▸ Input material:
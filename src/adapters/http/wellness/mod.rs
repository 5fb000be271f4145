//! Wellness HTTP adapter module.

pub mod dto;
pub mod handlers;
pub mod routes;

pub use routes::wellness_routes;
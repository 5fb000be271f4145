//! Wellness Module - likelihood scoring for the quick wellness check.
//!
//! Ten independent five-question questionnaires, each answered on a 0-3
//! scale. Results are likelihood estimates only and are never stored;
//! they are recomputed from the submitted answers on every request.

mod aggregator;
mod questionnaire;

pub use aggregator::{DomainResult, WellnessAggregator, WellnessReport};
pub use questionnaire::{
    DomainSelector, LikertAnswer, QuestionnaireDomain, ALL_DOMAINS_SELECTOR, MAX_ANSWER,
    SLOTS_PER_DOMAIN,
};
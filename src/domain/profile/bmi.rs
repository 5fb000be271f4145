//! Body-mass index value object and classification.

use serde::{Deserialize, Serialize};
use std::fmt;

use crate::domain::foundation::InputError;

/// A body-mass index, always finite and positive.
#[derive(Debug, Clone, Copy, PartialEq, PartialOrd, Serialize, Deserialize)]
#[serde(transparent)]
pub struct Bmi(f64);

impl Bmi {
    /// Creates a Bmi, returning error unless the value is finite and positive.
    pub fn new(value: f64) -> Result<Self, InputError> {
        if !value.is_finite() || value <= 0.0 {
            return Err(InputError::invalid_measurement("bmi", value));
        }
        Ok(Self(value))
    }

    /// Computes weight / height² from centimetres and kilograms,
    /// rounded to two decimals.
    pub fn from_measurements(height_cm: f64, weight_kg: f64) -> Result<Self, InputError> {
        if !height_cm.is_finite() || height_cm <= 0.0 {
            return Err(InputError::invalid_measurement("height_cm", height_cm));
        }
        if !weight_kg.is_finite() || weight_kg <= 0.0 {
            return Err(InputError::invalid_measurement("weight_kg", weight_kg));
        }

        let height_m = height_cm / 100.0;
        let raw = weight_kg / (height_m * height_m);
        Self::new((raw * 100.0).round() / 100.0)
    }

    /// Computes a Bmi only when both measurements were supplied.
    pub fn from_optional_measurements(
        height_cm: Option<f64>,
        weight_kg: Option<f64>,
    ) -> Result<Option<Self>, InputError> {
        match (height_cm, weight_kg) {
            (Some(height), Some(weight)) => Self::from_measurements(height, weight).map(Some),
            _ => Ok(None),
        }
    }

    /// Returns the numeric value.
    pub fn value(&self) -> f64 {
        self.0
    }

    /// Returns the category this value falls into.
    pub fn category(&self) -> BmiCategory {
        BmiCategory::from_bmi(*self)
    }
}

impl fmt::Display for Bmi {
    fn fmt(&self, f: &mut fmt::Formatter<'_>) -> fmt::Result {
        write!(f, "{:.2}", self.0)
    }
}

/// Standard BMI classification bands.
#[derive(Debug, Clone, Copy, PartialEq, Eq, Hash, Serialize, Deserialize)]
#[serde(rename_all = "snake_case")]
pub enum BmiCategory {
    SeverelyUnderweight,
    Underweight,
    Normal,
    Overweight,
    ObesityI,
    ObesityII,
    ObesityIII,
}

/// Coarse grouping of categories used by the diet safety gate.
#[derive(Debug, Clone, Copy, PartialEq, Eq, Hash, Serialize, Deserialize)]
#[serde(rename_all = "snake_case")]
pub enum BmiBucket {
    Underweight,
    Healthy,
    Overweight,
}

impl BmiCategory {
    /// Classifies a BMI value.
    ///
    /// Band upper bounds are exclusive: 16, 18.5, 25, 30, 35, 40.
    pub fn from_bmi(bmi: Bmi) -> Self {
        let value = bmi.value();
        if value < 16.0 {
            BmiCategory::SeverelyUnderweight
        } else if value < 18.5 {
            BmiCategory::Underweight
        } else if value < 25.0 {
            BmiCategory::Normal
        } else if value < 30.0 {
            BmiCategory::Overweight
        } else if value < 35.0 {
            BmiCategory::ObesityI
        } else if value < 40.0 {
            BmiCategory::ObesityII
        } else {
            BmiCategory::ObesityIII
        }
    }

    /// Returns the coarse bucket for this category.
    pub fn bucket(&self) -> BmiBucket {
        match self {
            BmiCategory::SeverelyUnderweight | BmiCategory::Underweight => BmiBucket::Underweight,
            BmiCategory::Normal => BmiBucket::Healthy,
            BmiCategory::Overweight
            | BmiCategory::ObesityI
            | BmiCategory::ObesityII
            | BmiCategory::ObesityIII => BmiBucket::Overweight,
        }
    }

    /// Returns the display label.
    pub fn label(&self) -> &'static str {
        match self {
            BmiCategory::SeverelyUnderweight => "Severely Underweight",
            BmiCategory::Underweight => "Underweight",
            BmiCategory::Normal => "Normal",
            BmiCategory::Overweight => "Overweight",
            BmiCategory::ObesityI => "Obesity Class I",
            BmiCategory::ObesityII => "Obesity Class II",
            BmiCategory::ObesityIII => "Obesity Class III",
        }
    }
}

impl fmt::Display for BmiCategory {
    fn fmt(&self, f: &mut fmt::Formatter<'_>) -> fmt::Result {
        write!(f, "{}", self.label())
    }
}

▸ Your goal:
The answer is every line in the data where the word "only" appears.

▸ Answer to the exercise:
//! scale. Results are likelihood estimates only and are never stored;
    /// Computes a Bmi only when both measurements were supplied.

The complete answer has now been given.